A review by katya_m
Espelho Partido by Mercè Rodoreda

"Saber a hora exacta é o que há de mais importante na vida. Um homem é feito de segundos, de minutos."

Sou uma pessoa particularmente nostálgica, e sou uma leitora que procura a nostalgia nos livros que lê - sobretudo uma nostalgia que provenha da sensibilidade feminina. E a catalã Mercè Rodoreda, que acabei por descobrir num feliz acaso, ofereceu-me exatamente isso.
Espelho Partido é a narrativa perfeita para quem, como eu, fica agarrada a uma saga familiar daquelas que não só são brilhantes (sobretudo, estruturalmente brilhantes), mas ainda deixam um sorriso no rosto por uma espécie de sensação de dever cumprido não só em cada etapa, mas também ao atingir a meta final.

"Sento-me à minha mesa na hora em que os pavões gritam e penso no meu mundo. Pequeno: uma bola de ouro que não é maior do que uma laranja. A paisagem ponho-a eu, eu dou-lhe vida."

Rodoreda fala-nos da passagem do tempo, de decadência, de morte e metamorfose. Ao longo de três gerações, várias personagens são postas à prova por vicissitudes várias. E todas, de uma ou outra forma, desaguam na busca de uma redenção afetiva.
Teresa Goday, a matriarca, cujas raízes são as mais humildes que se possam imaginar, procura legar uma época e uma forma de estar que não lhe foram oferecidas à nascença, mas às quais se afez pelo próprio pulso; entre filhos legítimos e ilegítimos procura assegurar uma estabilidade que uma Espanha, à beira da guerra civil, está prestes a deixar de consentir; esses filhos, separados pelo orgulho dos pais, crescerão maculados de uma frieza que desembocará na ira dos netos, que conspiram entre si para eliminar o elo mais fraco. A morte de uma criança (essa criança) será a alavanca psicológica para todo um desenrolar da narrativa assente numa intensa caracterização de personagens e em múltiplos símbolos de quotidiano que lhe fornecem uma magia muito própria.
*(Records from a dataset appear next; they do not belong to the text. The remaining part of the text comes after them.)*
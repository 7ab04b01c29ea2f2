//! Scoring, level progression and drop speed

use crate::piece::Direction;
use serde::{Deserialize, Serialize};
use std::time::Duration;

/// Points for clearing 0-4 lines with one lock, before the level multiplier
pub const LINE_POINTS: [u64; 5] = [0, 100, 300, 500, 800];

/// Lines needed per level
pub const LINES_PER_LEVEL: u32 = 10;

/// Drop interval at level 1
const BASE_DROP_MS: u64 = 800;
/// Interval shaved off per level
const DROP_STEP_MS: u64 = 100;
/// Fastest drop interval
const MIN_DROP_MS: u64 = 100;

/// Points awarded for one lock that cleared `lines` rows at `level`
pub fn points_for_clear(lines: usize, level: u32) -> u64 {
    LINE_POINTS.get(lines).copied().unwrap_or(0) * level as u64
}

/// Level for a running total of cleared lines
pub fn level_for_lines(total_lines: u32) -> u32 {
    total_lines / LINES_PER_LEVEL + 1
}

/// Time between automatic drops: 800ms at level 1, 100ms faster per level,
/// never below 100ms
pub fn drop_interval(level: u32) -> Duration {
    let reduction = (level.max(1) as u64 - 1).saturating_mul(DROP_STEP_MS);
    Duration::from_millis(BASE_DROP_MS.saturating_sub(reduction).max(MIN_DROP_MS))
}

/// Shared progress counters: combined lines drive the level in both modes
#[derive(Debug, Clone, Copy, PartialEq, Eq, Serialize, Deserialize)]
pub struct Progress {
    pub level: u32,
    pub lines: u32,
}

impl Default for Progress {
    fn default() -> Self {
        Self::new()
    }
}

impl Progress {
    pub fn new() -> Self {
        Self { level: 1, lines: 0 }
    }

    /// Score one lock and advance the counters.
    ///
    /// Points use the level in effect before the lines are added.
    /// Returns the points earned.
    pub fn record_lock(&mut self, lines: usize) -> u64 {
        let points = points_for_clear(lines, self.level);
        self.lines += lines as u32;
        self.level = level_for_lines(self.lines);
        points
    }
}

/// One counter per direction, used for quad-mode scores and lines
#[derive(Debug, Clone, Copy, Default, PartialEq, Eq, Serialize, Deserialize)]
pub struct QuadTally {
    pub up: u64,
    pub down: u64,
    pub left: u64,
    pub right: u64,
}

impl QuadTally {
    pub fn get(&self, direction: Direction) -> u64 {
        match direction {
            Direction::Up => self.up,
            Direction::Down => self.down,
            Direction::Left => self.left,
            Direction::Right => self.right,
        }
    }

    pub fn add(&mut self, direction: Direction, amount: u64) {
        let slot = match direction {
            Direction::Up => &mut self.up,
            Direction::Down => &mut self.down,
            Direction::Left => &mut self.left,
            Direction::Right => &mut self.right,
        };
        *slot += amount;
    }

    pub fn total(&self) -> u64 {
        self.up + self.down + self.left + self.right
    }
}

#[cfg(test)]
mod tests {
    use super::*;

    #[test]
    fn test_single_clear_scales_with_level() {
        assert_eq!(points_for_clear(1, 3), 300);
    }

    #[test]
    fn test_tetris_at_level_one() {
        assert_eq!(points_for_clear(4, 1), 800);
    }

    #[test]
    fn test_point_table() {
        assert_eq!(points_for_clear(0, 5), 0);
        assert_eq!(points_for_clear(2, 1), 300);
        assert_eq!(points_for_clear(3, 2), 1000);
        assert_eq!(points_for_clear(7, 2), 0);
    }

    #[test]
    fn test_level_from_lines() {
        assert_eq!(level_for_lines(0), 1);
        assert_eq!(level_for_lines(9), 1);
        assert_eq!(level_for_lines(10), 2);
        assert_eq!(level_for_lines(27), 3);
    }

    #[test]
    fn test_drop_interval_curve() {
        assert_eq!(drop_interval(1), Duration::from_millis(800));
        assert_eq!(drop_interval(2), Duration::from_millis(700));
        assert_eq!(drop_interval(7), Duration::from_millis(200));
        assert_eq!(drop_interval(8), Duration::from_millis(100));
        assert_eq!(drop_interval(30), Duration::from_millis(100));
    }

    #[test]
    fn test_record_lock_uses_level_before_update() {
        let mut progress = Progress { level: 1, lines: 9 };
        // Crossing into level 2 still pays at level 1
        assert_eq!(progress.record_lock(2), 300);
        assert_eq!(progress.lines, 11);
        assert_eq!(progress.level, 2);
    }

    #[test]
    fn test_level_up() {
        let mut progress = Progress::new();
        for _ in 0..10 {
            progress.record_lock(1);
        }
        assert_eq!(progress.level, 2);
        assert_eq!(progress.lines, 10);
    }

    #[test]
    fn test_quad_tally() {
        let mut tally = QuadTally::default();
        tally.add(Direction::Left, 300);
        tally.add(Direction::Up, 100);
        tally.add(Direction::Left, 100);
        assert_eq!(tally.get(Direction::Left), 400);
        assert_eq!(tally.get(Direction::Right), 0);
        assert_eq!(tally.total(), 500);
    }
}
"Tinha visto tanta miséria, tantas pessoas vis e tanto de tudo que o seu prazer era deitar migalhas de pão aos pardais que, para além de fugirem quando o viam, lhe sujavam a varanda."

Entre muitos segredos (como os que tem qualquer família), perpassam vidas vividas intensamente, apaixonadamente, "onde toda a gente se apaixona por quem não se deve apaixonar e quem não tem amor procura que lho deem seja como for: por uma hora ou por uns instantes."

Há também uma grande dose de frustração e um véu de tristeza muito subtil que exsuda da nostalgia desta obra - muitos amores frustrados entre pais e filhos, entre amantes, entre estranhos, mas "não serão tristes todas as vidas, seja qual for a forma em que sejam vividas?"

Ainda assim, a narrativa é intricada, doce, bela, poética, feminina e capaz de evocar a natureza com uma facilidade tremenda. Entre personagens memoráveis, o destaque maior nesta saga acaba por recair sobre a casa, o lar, que acolhe várias gerações de uma família de pessoas que "não são boas nem más: são como as pessoas que passam ao nosso lado todos os dias da semana" e que, no seu todo, compõe a imagem que se pretende que o espelho, agora partido, reflita.
É nessa familiaridade que encontramos conforto, na proximidade destes homens e mulheres que, como nós, procuram um sentido para a sua vida, procuram a satisfação dos seus desejos, procuram o alimento das suas paixões, procuram, realmente, EXISTIR.

"Ali dentro tinha vivido gente. Da vaidade, do ódio, dos pedaços de amor restava o pó e um triste espectáculo de esplendor e esquecimento."